Dave, c’est David Morin, un voyou au grand coeur, à la fois prédateur et victime. Sous nos yeux, la vie du jeune homme se détraque. Son récit, haletant, truffé de rebondissements, nous happe. Avec des images fortes et des formules-chocs, le roi David nous engouffre dans une aventure aussi drôle que cruelle, un périple extrêmement lucide dans les quartiers défavorisés de Montréal et Laval. Parmi les moyens qu’il utilise pour captiver son auditoire, la langue, un amalgame particulièrement flamboyant de joual et de slang, joue un rôle primordial. Avec ses mots français et anglais, ses contractions, ses anglicismes, ses expressions colorées et ses accents de toutes sortes, la partition présente une oralité incomparable, une musique à la férocité on ne peut plus urbaine. Plus remarquable encore est la fluidité du discours, le rythme affolant qu’il impose à l’acteur. "Je parlais beaucoup en écrivant. Il fallait que je dise le texte, que je m’entende le dire pour trouver la rythmique. Tant que je n’étais pas satisfait d’une scène, un paragraphe ou une phrase, je n’avançais pas.
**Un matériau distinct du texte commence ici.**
//! Prototype registry keyed by full id.
//!
//! This is the pool boundary: it lists what can be placed and hands out fresh
//! instances of a chosen prototype. Instance reuse is not modelled; every claim
//! builds a new shape.

use std::collections::BTreeMap;
use std::sync::Arc;

use thiserror::Error;

use super::{PlacedPiece, Prototype};
use crate::frame::AffineFrame;

#[derive(Clone, Debug, Error, PartialEq, Eq)]
pub enum CatalogError {
    #[error("unknown piece id {0:?}")]
    UnknownPiece(String),
}

/// Prototypes in a stable (sorted by full id) order.
#[derive(Clone, Debug, Default)]
pub struct Catalog {
    prototypes: BTreeMap<String, Arc<Prototype>>,
}

impl Catalog {
    pub fn new() -> Self {
        Self::default()
    }

    /// Register `proto`, and its mirror image too when `with_flipped`.
    /// An existing entry with the same full id is replaced.
    pub fn insert(&mut self, proto: Prototype, with_flipped: bool) {
        if with_flipped {
            let flipped = proto.flipped();
            self.prototypes.insert(flipped.full_id(), Arc::new(flipped));
        }
        self.prototypes.insert(proto.full_id(), Arc::new(proto));
    }

    pub fn get(&self, full_id: &str) -> Result<&Arc<Prototype>, CatalogError> {
        self.prototypes
            .get(full_id)
            .ok_or_else(|| CatalogError::UnknownPiece(full_id.to_string()))
    }

    /// Every registered prototype, cheap to clone.
    pub fn available(&self) -> Vec<Arc<Prototype>> {
        self.prototypes.values().cloned().collect()
    }

    pub fn ids(&self) -> impl Iterator<Item = &str> + '_ {
        self.prototypes.keys().map(String::as_str)
    }

    #[inline]
    pub fn len(&self) -> usize {
        self.prototypes.len()
    }

    #[inline]
    pub fn is_empty(&self) -> bool {
        self.prototypes.is_empty()
    }

    /// New world instance of `full_id` starting at `start`.
    pub fn claim(&self, full_id: &str, seq: u64, start: &AffineFrame) -> Result<PlacedPiece, CatalogError> {
        let proto = self.get(full_id)?;
        Ok(PlacedPiece {
            id: proto.id().clone(),
            seq,
            shape: proto.instantiate(start),
        })
    }
}
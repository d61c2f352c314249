//! Placed piece shapes: start/end frames plus a world-space footprint and height range.
//!
//! A shape keeps its boundary vertices relative to its start frame. Moving a
//! piece to a new start (`translated_copy`) re-projects those vertices and the
//! relative end frame; the relative data itself is shared read-only (`Arc`)
//! between every copy.
//!
//! World convention: y is up; the footprint is the (x, z) projection and the
//! height range is the y extent.

use std::sync::Arc;

use nalgebra::{Vector2, Vector3};

use crate::frame::AffineFrame;
use crate::geom2::{Footprint2, Interval};

/// Boundary data expressed in the start frame's local space.
#[derive(Debug)]
struct LocalBoundary {
    vertices: Vec<Vector3<f64>>,
    end: AffineFrame,
    infinite_height: bool,
}

/// One piece instance in world space.
#[derive(Clone, Debug)]
pub struct PieceShape {
    start: AffineFrame,
    end: AffineFrame,
    local: Arc<LocalBoundary>,
    footprint: Footprint2,
    height: Interval,
}

impl PieceShape {
    /// Build from data already relative to `start`.
    pub fn from_local(
        start: AffineFrame,
        end_local: AffineFrame,
        vertices_local: Vec<Vector3<f64>>,
        infinite_height: bool,
    ) -> Self {
        let local = Arc::new(LocalBoundary {
            vertices: vertices_local,
            end: end_local,
            infinite_height,
        });
        Self::place(start, local)
    }

    /// Build from a solid boundary mesh given in its own frame.
    ///
    /// Connection frames carry position and rotation only: the scale of
    /// `start` and `end` is reset to one, so a piece keeps the size of its
    /// mesh wherever it is re-anchored. `mesh_frame` is applied in full.
    /// Each mesh vertex goes mesh-local → world → start-local once; `end` is
    /// stored relative to `start`.
    pub fn from_boundary(
        start: AffineFrame,
        end: AffineFrame,
        mesh_frame: &AffineFrame,
        mesh_vertices: &[Vector3<f64>],
        infinite_height: bool,
    ) -> Self {
        let start = AffineFrame::rigid(start.position, start.rotation);
        let to_start = start.rotation.inverse();
        let vertices = mesh_vertices
            .iter()
            .map(|v| to_start * (mesh_frame.transform_point(v) - start.position))
            .collect();
        let end_local = AffineFrame::rigid(to_start * (end.position - start.position), to_start * end.rotation);
        Self::from_local(start, end_local, vertices, infinite_height)
    }

    /// Same piece re-anchored at `new_start`. The original is untouched.
    pub fn translated_copy(&self, new_start: &AffineFrame) -> PieceShape {
        Self::place(*new_start, Arc::clone(&self.local))
    }

    /// Mirror image across the start frame's local YZ plane, anchored at the same start.
    ///
    /// The relative data is rebuilt (not shared) since it differs.
    pub fn mirrored(&self) -> PieceShape {
        let vertices = self
            .local
            .vertices
            .iter()
            .map(|v| Vector3::new(-v.x, v.y, v.z))
            .collect();
        Self::from_local(
            self.start,
            self.local.end.mirrored_x(),
            vertices,
            self.local.infinite_height,
        )
    }

    /// Height ranges are skipped when either side is infinite-height; otherwise
    /// both height and footprint must overlap.
    pub fn overlaps(&self, other: &PieceShape) -> bool {
        let height_matters = !self.infinite_height() && !other.infinite_height();
        if height_matters && !self.height.overlaps(&other.height) {
            return false;
        }
        self.footprint.overlaps(&other.footprint)
    }

    #[inline]
    pub fn start(&self) -> &AffineFrame {
        &self.start
    }

    #[inline]
    pub fn end(&self) -> &AffineFrame {
        &self.end
    }

    /// End frame relative to the start frame.
    #[inline]
    pub fn end_local(&self) -> &AffineFrame {
        &self.local.end
    }

    #[inline]
    pub fn footprint(&self) -> &Footprint2 {
        &self.footprint
    }

    #[inline]
    pub fn height(&self) -> Interval {
        self.height
    }

    #[inline]
    pub fn infinite_height(&self) -> bool {
        self.local.infinite_height
    }

    #[inline]
    pub fn local_vertices(&self) -> &[Vector3<f64>] {
        &self.local.vertices
    }

    fn place(start: AffineFrame, local: Arc<LocalBoundary>) -> Self {
        let world: Vec<Vector3<f64>> = local
            .vertices
            .iter()
            .map(|v| start.transform_point(v))
            .collect();
        // empty boundaries are degenerate; they occupy every height
        let height = Interval::from_values(world.iter().map(|p| p.y))
            .unwrap_or_else(|| Interval::new(f64::NEG_INFINITY, f64::INFINITY));
        let footprint = Footprint2::new(world.iter().map(|p| Vector2::new(p.x, p.z)).collect());
        let end = start.transform_frame(&local.end);
        Self {
            start,
            end,
            local,
            footprint,
            height,
        }
    }
}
Je ne voulais surtout pas avoir l’air d’inventer un langage de jeune."

Peu à peu, apercevant l’entièreté du personnage, on s’explique comment il est devenu ce qu’il est devenu: un être menaçant parce que menacé, un caïd par la force des choses. Dave a beau avoir fréquenté une école privée, cela ne l’a pas empêché d’être plusieurs fois victime de taxage. Dans une société où l’on instille la peur dès le plus jeune âge, peut-on se surprendre de voir un jour la frayeur se muer en rage? Dave est un éternel adolescent avide d’argent, d’alcool, de drogue et de femmes. Bien sûr, la société a pavé sous ses pieds la voie de la délinquance, mais il s’y est jeté à corps perdu. Son parcours: une véritable descente aux enfers. En chemin, on songe à Howie le Rookie de Mark O’Rowe, à l’univers de Tarantino ou encore à Trainspotting. En même temps, on a le sentiment d’avoir affaire à quelque chose d’unique, une oeuvre personnelle et singulière, voire autobiographique. "J’ai grandi à Montréal-Nord et Rivière-des-Prairies. Quand tu fais 1 h 20 d’autobus et de métro pour te rendre à l’école et autant pour revenir, il se passe tout plein de trucs autour de toi. Tout ce dont je parle dans la pièce existe. Personne ne peut me dire que je suis allé trop loin." Si Alexandre a quelques points communs avec Dave, l’auteur a heureusement trouvé un exutoire que son personnage n’a pas découvert: le théâtre. "Un jour, j’ai frappé un mur et j’ai changé ma conception de la vie."

En plus de la tournée qui devrait occuper Alexandre Goyette pendant deux bonnes années, le jeune homme a récemment accepté que l’on porte son monologue au grand écran. On ne connaît pas encore le nom du réalisateur, mais on sait que le long-métrage sera produit par Point de mire, la maison à qui l’on doit les téléséries Grande Ourse et La Promesse. Comme quoi l’aventure ne fait que commencer.